• Data shown:
::::
use serde::{Deserialize, Serialize};

/// A contiguous window of a parsed document's text.
#[derive(Debug, Clone, PartialEq, Eq, Serialize, Deserialize)]
pub struct Chunk {
    pub index: usize,
    /// Offset of the first character, counted in chars rather than bytes.
    pub start: usize,
    pub text: String,
}

impl Chunk {
    pub fn end(&self) -> usize {
        self.start + self.text.chars().count()
    }
}

/// Only incremental imports are issued: entries missing from a batch stay in the index.
#[derive(Debug, Clone, Copy, Serialize, Deserialize, PartialEq, Eq, Default)]
#[serde(rename_all = "SCREAMING_SNAKE_CASE")]
pub enum ReconciliationMode {
    #[default]
    Incremental,
}

/// Snapshot of a long-running import operation on the managed index.
#[derive(Debug, Clone, Default, PartialEq, Eq)]
pub struct ImportStatus {
    pub operation: String,
    pub done: bool,
    pub success_count: u64,
    pub failure_count: u64,
    pub error_samples: Vec<String>,
    /// Set when the operation as a whole failed.
    pub error: Option<String>,
}

#[derive(Debug, Clone, PartialEq, Eq, Serialize)]
pub struct ImportReport {
    pub operation: String,
    pub manifest_uri: String,
    pub mode: ReconciliationMode,
    pub success_count: u64,
    pub failure_count: u64,
    pub error_samples: Vec<String>,
}

#[derive(Debug, Clone, PartialEq, Eq, Serialize)]
pub struct SearchRequest {
    pub query: String,
    pub page_size: usize,
    pub max_extractive_segments: usize,
    pub max_extractive_answers: usize,
    pub return_snippets: bool,
}

/// One piece of text returned by the index, with the page it came from when known.
#[derive(Debug, Clone, PartialEq, Eq, Default)]
pub struct Fragment {
    pub content: String,
    pub page: Option<u32>,
}

impl Fragment {
    pub fn new(content: impl Into<String>) -> Self {
        Self {
            content: content.into(),
            page: None,
        }
    }

    pub fn on_page(mut self, page: u32) -> Self {
        self.page = Some(page);
        self
    }
}

/// One ranked result of a search, as derived by the backend.
#[derive(Debug, Clone, PartialEq, Eq, Default)]
pub struct SearchHit {
    pub document_id: String,
    pub source_file: Option<String>,
    pub extractive_segments: Vec<Fragment>,
    pub extractive_answers: Vec<Fragment>,
    pub snippets: Vec<Fragment>,
}

#[derive(Debug, Clone, Copy, PartialEq, Eq, Hash, Serialize)]
pub enum ContextTier {
    ExtractiveSegments,
    ExtractiveAnswers,
    Snippets,
}

impl ContextTier {
    pub const PRIORITY: [ContextTier; 3] = [
        ContextTier::ExtractiveSegments,
        ContextTier::ExtractiveAnswers,
        ContextTier::Snippets,
    ];

    pub fn fragments(self, hit: &SearchHit) -> &[Fragment] {
        match self {
            ContextTier::ExtractiveSegments => &hit.extractive_segments,
            ContextTier::ExtractiveAnswers => &hit.extractive_answers,
            ContextTier::Snippets => &hit.snippets,
        }
    }
}

/// A context fragment and the document it came from. Provenance is mandatory.
#[derive(Debug, Clone, PartialEq, Eq, Serialize)]
pub struct ContextSnippet {
    pub content: String,
    pub source_file: String,
    pub page: Option<u32>,
}

impl ContextSnippet {
    pub fn citation(&self) -> String {
        match self.page {
            Some(page) => format!("{}, page {page}", self.source_file),
            None => self.source_file.clone(),
        }
    }
}

/// The context handed to the answering model: one tier's fragments in rank order.
#[derive(Debug, Clone, PartialEq, Eq, Serialize)]
pub struct ConsolidatedContext {
    pub tier: ContextTier,
    pub snippets: Vec<ContextSnippet>,
}

impl ConsolidatedContext {
    pub const SEPARATOR: &'static str = "\n\n";

    /// Fragments joined with a blank line, in retrieval order.
    pub fn text(&self) -> String {
        self.snippets
            .iter()
            .map(|snippet| snippet.content.as_str())
            .collect::<Vec<_>>()
            .join(Self::SEPARATOR)
    }

    /// Same as [`text`](Self::text), each fragment prefixed with its provenance.
    pub fn annotated_text(&self) -> String {
        self.snippets
            .iter()
            .map(|snippet| format!("[Source: {}]\n{}", snippet.citation(), snippet.content))
            .collect::<Vec<_>>()
            .join(Self::SEPARATOR)
    }

    /// Distinct source files in first-seen order.
    pub fn sources(&self) -> Vec<String> {
        let mut sources: Vec<String> = Vec::new();
        for snippet in &self.snippets {
            if !sources.contains(&snippet.source_file) {
                sources.push(snippet.source_file.clone());
            }
        }
        sources
    }
}

pub const NO_RELEVANT_DOCUMENTS: &str = "no relevant documents found";
pub const RETRIEVAL_ERROR: &str = "error retrieving documents from the search backend";

/// Outcome of one retrieval call.
#[derive(Debug, Clone, PartialEq, Eq)]
pub enum Retrieval {
    Found(ConsolidatedContext),
    Empty,
    Failed(String),
}

impl Retrieval {
    /// String form handed to a tool-calling model.
    pub fn as_tool_output(&self) -> String {
        match self {
            Retrieval::Found(context) => context.text(),
            Retrieval::Empty => NO_RELEVANT_DOCUMENTS.to_string(),
            Retrieval::Failed(_) => RETRIEVAL_ERROR.to_string(),
        }
    }
}

#[cfg(test)]
mod tests {
    use super::*;

    fn snippet(content: &str, source: &str, page: Option<u32>) -> ContextSnippet {
        ContextSnippet {
            content: content.to_string(),
            source_file: source.to_string(),
            page,
        }
    }

    #[test]
    fn context_text_joins_with_blank_line() {
        let context = ConsolidatedContext {
            tier: ContextTier::Snippets,
            snippets: vec![
                snippet("first", "a.pdf", None),
                snippet("second", "b.pdf", Some(3)),
            ],
        };

        assert_eq!(context.text(), "first\n\nsecond");
        assert_eq!(
            context.annotated_text(),
            "[Source: a.pdf]\nfirst\n\n[Source: b.pdf, page 3]\nsecond"
        );
    }

    #[test]
    fn sources_are_deduplicated_in_rank_order() {
        let context = ConsolidatedContext {
            tier: ContextTier::ExtractiveSegments,
            snippets: vec![
                snippet("x", "b.pdf", None),
                snippet("z", "a.pdf", None),
                snippet("w", "b.pdf", Some(2)),
            ],
        };

        assert_eq!(context.sources(), vec!["b.pdf", "a.pdf"]);
    }

    #[test]
    fn sentinels_are_distinct() {
        assert_ne!(
            Retrieval::Empty.as_tool_output(),
            Retrieval::Failed("timeout".to_string()).as_tool_output()
        );
        assert_eq!(Retrieval::Empty.as_tool_output(), NO_RELEVANT_DOCUMENTS);
    }

    #[test]
    fn reconciliation_mode_uses_api_spelling() -> Result<(), serde_json::Error> {
        assert_eq!(
            serde_json::to_string(&ReconciliationMode::Incremental)?,
            "\"INCREMENTAL\""
        );
        Ok(())
    }
}
impl<I> SearchClient<I>
where
    I: IndexService,
{
    pub fn new(index: I, options: SearchOptions) -> Self {
        Self { index, options }
    }

    /// Builds the client only after the data store is confirmed in its location.
    pub async fn connect(index: I, options: SearchOptions) -> Result<Self, ConfigError> {
        validate_data_store(&index).await?;
        Ok(Self::new(index, options))
    }

    pub fn index(&self) -> &I {
        &self.index
    }

    fn request(&self, query: &str) -> SearchRequest {
        SearchRequest {
            query: query.to_string(),
            page_size: self.options.page_size,
            max_extractive_segments: self.options.max_extractive_segments,
            max_extractive_answers: self.options.max_extractive_answers,
            return_snippets: true,
        }
    }

    /// One request, no retries. Backend failures become [`Retrieval::Failed`].
    pub async fn search(&self, query: &str) -> Retrieval {
        if query.trim().is_empty() {
            warn!("refusing to search with an empty query");
            return Retrieval::Failed("query is empty".to_string());
        }

        let hits = match self.index.search(&self.request(query)).await {
            Ok(hits) => hits,
            Err(search_error) => {
                error!(query, error = %search_error, "search request failed");
                return Retrieval::Failed(search_error.to_string());
            }
        };

        match consolidate(&hits) {
            Some(context) => {
                info!(
                    query,
                    results = hits.len(),
                    snippets = context.snippets.len(),
                    tier = ?context.tier,
                    "search returned context"
                );
                Retrieval::Found(context)
            }
            None => {
                info!(query, results = hits.len(), "search returned no usable context");
                Retrieval::Empty
            }
        }
    }

    /// String form of [`search`](Self::search), with the sentinel strings.
    pub async fn search_context(&self, query: &str) -> String {
        self.search(query).await.as_tool_output()
    }

    /// Triggers an incremental import of `manifest_uri` and waits for it to finish.
    pub async fn import_from_storage(
        &self,
        manifest_uri: &str,
        policy: &PollPolicy,
    ) -> Result<ImportReport, IngestError> {
        let mode = ReconciliationMode::Incremental;
        let mut status = self
            .index
            .import_documents(manifest_uri, mode)
            .await
            .map_err(|error| IngestError::Import(format!("could not start import: {error}")))?;
        let operation = status.operation.clone();
        info!(%operation, manifest_uri, "import started");

        let started = Instant::now();
        let mut attempt = 0u32;
        while !status.done {
            if attempt >= policy.max_attempts || started.elapsed() >= policy.budget {
                return Err(IngestError::Import(format!(
                    "{operation} did not finish after {attempt} polls ({:?})",
                    started.elapsed()
                )));
            }

            tokio::time::sleep(policy.delay_for(attempt)).await;
            attempt += 1;

            match self.index.import_status(&operation).await {
                Ok(next) => status = next,
                Err(poll_error) => {
                    warn!(%operation, attempt, error = %poll_error, "import poll failed");
                }
            }
        }

        if let Some(reason) = status.error {
            return Err(IngestError::Import(format!("{operation} failed: {reason}")));
        }

        info!(
            %operation,
            success_count = status.success_count,
            failure_count = status.failure_count,
            "import finished"
        );
        for sample in &status.error_samples {
            warn!(%operation, sample = %sample, "import error sample");
        }

        Ok(ImportReport {
            operation,
            manifest_uri: manifest_uri.to_string(),
            mode,
            success_count: status.success_count,
            failure_count: status.failure_count,
            error_samples: status.error_samples,
        })
    }
}
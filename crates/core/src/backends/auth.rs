//! Bearer tokens for Google Cloud APIs.
//!
//! `GOOGLE_OAUTH_ACCESS_TOKEN` wins when set (handy with
//! `gcloud auth print-access-token`); otherwise Application Default
//! Credentials are used, refreshed and cached by `google-cloud-auth`.

use crate::error::SearchError;
use crate::traits::TokenSource;
use async_trait::async_trait;
use google_cloud_auth::project::Config;
use google_cloud_auth::token::DefaultTokenSourceProvider;
use google_cloud_token::{TokenSource as ProviderTokenSource, TokenSourceProvider};
use std::fmt;
use std::sync::Arc;

pub const ACCESS_TOKEN_ENV: &str = "GOOGLE_OAUTH_ACCESS_TOKEN";
const SCOPES: [&str; 1] = ["https://www.googleapis.com/auth/cloud-platform"];
const BEARER: &str = "Bearer ";

pub struct StaticToken {
    token: String,
}

impl StaticToken {
    pub fn new(token: impl Into<String>) -> Self {
        Self {
            token: token.into(),
        }
    }

    pub fn from_env() -> Option<Self> {
        std::env::var(ACCESS_TOKEN_ENV)
            .ok()
            .map(|value| value.trim().to_string())
            .filter(|value| !value.is_empty())
            .map(Self::new)
    }
}

#[async_trait]
impl TokenSource for StaticToken {
    async fn token(&self) -> Result<String, SearchError> {
        Ok(self.token.clone())
    }
}

/// Application Default Credentials: credentials file, gcloud user login or
/// the metadata server, whichever is found first.
pub struct AdcToken {
    source: Arc<dyn ProviderTokenSource>,
}

impl AdcToken {
    pub async fn discover() -> Result<Self, SearchError> {
        let provider = DefaultTokenSourceProvider::new(Config::default().with_scopes(&SCOPES))
            .await
            .map_err(|error| SearchError::Auth(error.to_string()))?;

        Ok(Self {
            source: provider.token_source(),
        })
    }
}

#[async_trait]
impl TokenSource for AdcToken {
    async fn token(&self) -> Result<String, SearchError> {
        let header = self
            .source
            .token()
            .await
            .map_err(|error| SearchError::Auth(error.to_string()))?;

        Ok(header
            .strip_prefix(BEARER)
            .unwrap_or(header.as_str())
            .to_string())
    }
}

/// Lends a [`TokenSource`] to the Cloud Storage client, which expects
/// ready-made `Authorization` header values.
#[derive(Clone)]
pub(crate) struct StorageTokens {
    inner: Arc<dyn TokenSource>,
}

impl StorageTokens {
    pub(crate) fn new(inner: Arc<dyn TokenSource>) -> Self {
        Self { inner }
    }
}

impl fmt::Debug for StorageTokens {
    fn fmt(&self, f: &mut fmt::Formatter<'_>) -> fmt::Result {
        f.debug_struct("StorageTokens").finish_non_exhaustive()
    }
}

#[async_trait]
impl ProviderTokenSource for StorageTokens {
    async fn token(&self) -> Result<String, Box<dyn std::error::Error + Send + Sync>> {
        let token = self.inner.token().await?;
        Ok(format!("{BEARER}{token}"))
    }
}

impl TokenSourceProvider for StorageTokens {
    fn token_source(&self) -> Arc<dyn ProviderTokenSource> {
        Arc::new(self.clone())
    }
}

pub async fn default_token_source() -> Result<Arc<dyn TokenSource>, SearchError> {
    match StaticToken::from_env() {
        Some(token) => Ok(Arc::new(token)),
        None => Ok(Arc::new(AdcToken::discover().await?)),
    }
}
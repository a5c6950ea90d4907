use std::path::PathBuf;
use thiserror::Error;

#[derive(Debug, Error)]
pub enum ConfigError {
    #[error("missing required setting: {0}")]
    Missing(&'static str),

    #[error("invalid location '{0}': must be one of us, eu, global")]
    InvalidLocation(String),

    #[error("invalid setting {name}: {reason}")]
    Invalid { name: &'static str, reason: String },

    #[error("data store '{data_store_id}' not found in location '{location}'")]
    DataStoreNotFound {
        data_store_id: String,
        location: String,
    },

    #[error("data store validation failed: {0}")]
    Validation(#[from] SearchError),
}

#[derive(Debug, Error)]
pub enum IngestError {
    #[error("io error: {0}")]
    Io(#[from] std::io::Error),

    #[error("failed to parse {}: {reason}", path.display())]
    Parse { path: PathBuf, reason: String },

    #[error("unsupported document format: {}", path.display())]
    UnsupportedFormat { path: PathBuf },

    #[error("regex error: {0}")]
    RegexError(#[from] regex::Error),

    #[error("path has no file name: {0}")]
    MissingFileName(String),

    #[error("invalid argument: {0}")]
    InvalidArgument(String),

    #[error("upload of {object} failed: {reason}")]
    Upload { object: String, reason: String },

    #[error("import failed: {0}")]
    Import(String),

    #[error("serialize error: {0}")]
    Serialization(#[from] serde_json::Error),
}

impl IngestError {
    pub(crate) fn parse(path: impl Into<PathBuf>, reason: impl ToString) -> Self {
        Self::Parse {
            path: path.into(),
            reason: reason.to_string(),
        }
    }
}

#[derive(Debug, Error)]
pub enum SearchError {
    #[error("invalid response from {backend}: {details}")]
    BackendResponse { backend: String, details: String },

    #[error("http error: {0}")]
    Http(#[from] reqwest::Error),

    #[error("search request failed: {0}")]
    Request(String),

    #[error("credentials unavailable: {0}")]
    Auth(String),
}

#[derive(Debug, Error)]
pub enum AnswerError {
    #[error("answer model {model} failed: {details}")]
    Model { model: String, details: String },

    #[error(transparent)]
    Backend(#[from] SearchError),
}
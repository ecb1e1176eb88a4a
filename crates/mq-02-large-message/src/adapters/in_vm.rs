//! # In-VM Transport
//!
//! Hands frames straight to a receiver and returns the credit of each `Data`
//! frame once the receiver has applied it.

use async_trait::async_trait;
use mq_01_paging::{SendContext, TransactionHandle};
use parking_lot::Mutex;
use std::sync::Arc;

use crate::domain::errors::LargeMessageResult;
use crate::domain::frame::{ChunkFrame, LargeMessageHeader, TransferId};
use crate::ports::inbound::{LargeMessageReceiverApi, ReceivedMessage};
use crate::ports::outbound::ChunkSink;
use crate::service::window::CreditWindow;

pub struct InVmChunkSink {
    receiver: Arc<dyn LargeMessageReceiverApi>,
    window: CreditWindow,
    ctx: SendContext,
    tx: Option<TransactionHandle>,
    received: Mutex<Vec<ReceivedMessage>>,
}

impl InVmChunkSink {
    pub fn new(
        receiver: Arc<dyn LargeMessageReceiverApi>,
        window: CreditWindow,
        ctx: SendContext,
    ) -> Self {
        Self {
            receiver,
            window,
            ctx,
            tx: None,
            received: Mutex::new(Vec::new()),
        }
    }

    /// Stage everything sent through this sink in `tx`.
    pub fn with_transaction(mut self, tx: TransactionHandle) -> Self {
        self.tx = Some(tx);
        self
    }

    /// Messages the receiver has completed, in order.
    pub fn received(&self) -> Vec<ReceivedMessage> {
        self.received.lock().clone()
    }
}

#[async_trait]
impl ChunkSink for InVmChunkSink {
    async fn send_inline(
        &self,
        header: LargeMessageHeader,
        body: Vec<u8>,
    ) -> LargeMessageResult<()> {
        let done = self
            .receiver
            .receive_inline(header, body, self.tx.as_ref(), &self.ctx)
            .await?;
        self.received.lock().push(done);
        Ok(())
    }

    async fn send_frame(&self, transfer: TransferId, frame: ChunkFrame) -> LargeMessageResult<()> {
        let cost = frame.credit_cost();
        let result = self
            .receiver
            .receive_frame(transfer, frame, self.tx.as_ref(), &self.ctx)
            .await;
        // Credit comes back whether the chunk was kept or the transfer failed.
        self.window.confirm(cost);
        if let Some(done) = result? {
            self.received.lock().push(done);
        }
        Ok(())
    }
}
::::
• Task prompt: Would you please write out, exactly and with no other lines, the stretch of the listing above from the line containing "#[error(transparent)]" through the line containing "has applied it."?

• Output of the task:
    #[error(transparent)]
    Backend(#[from] SearchError),
}
repository ecb1e1176eb88a4a
filename crates/mq-02-large-message/src/adapters/in_vm.rs
//! # In-VM Transport
//!
//! Hands frames straight to a receiver and returns the credit of each `Data`
//! frame once the receiver has applied it.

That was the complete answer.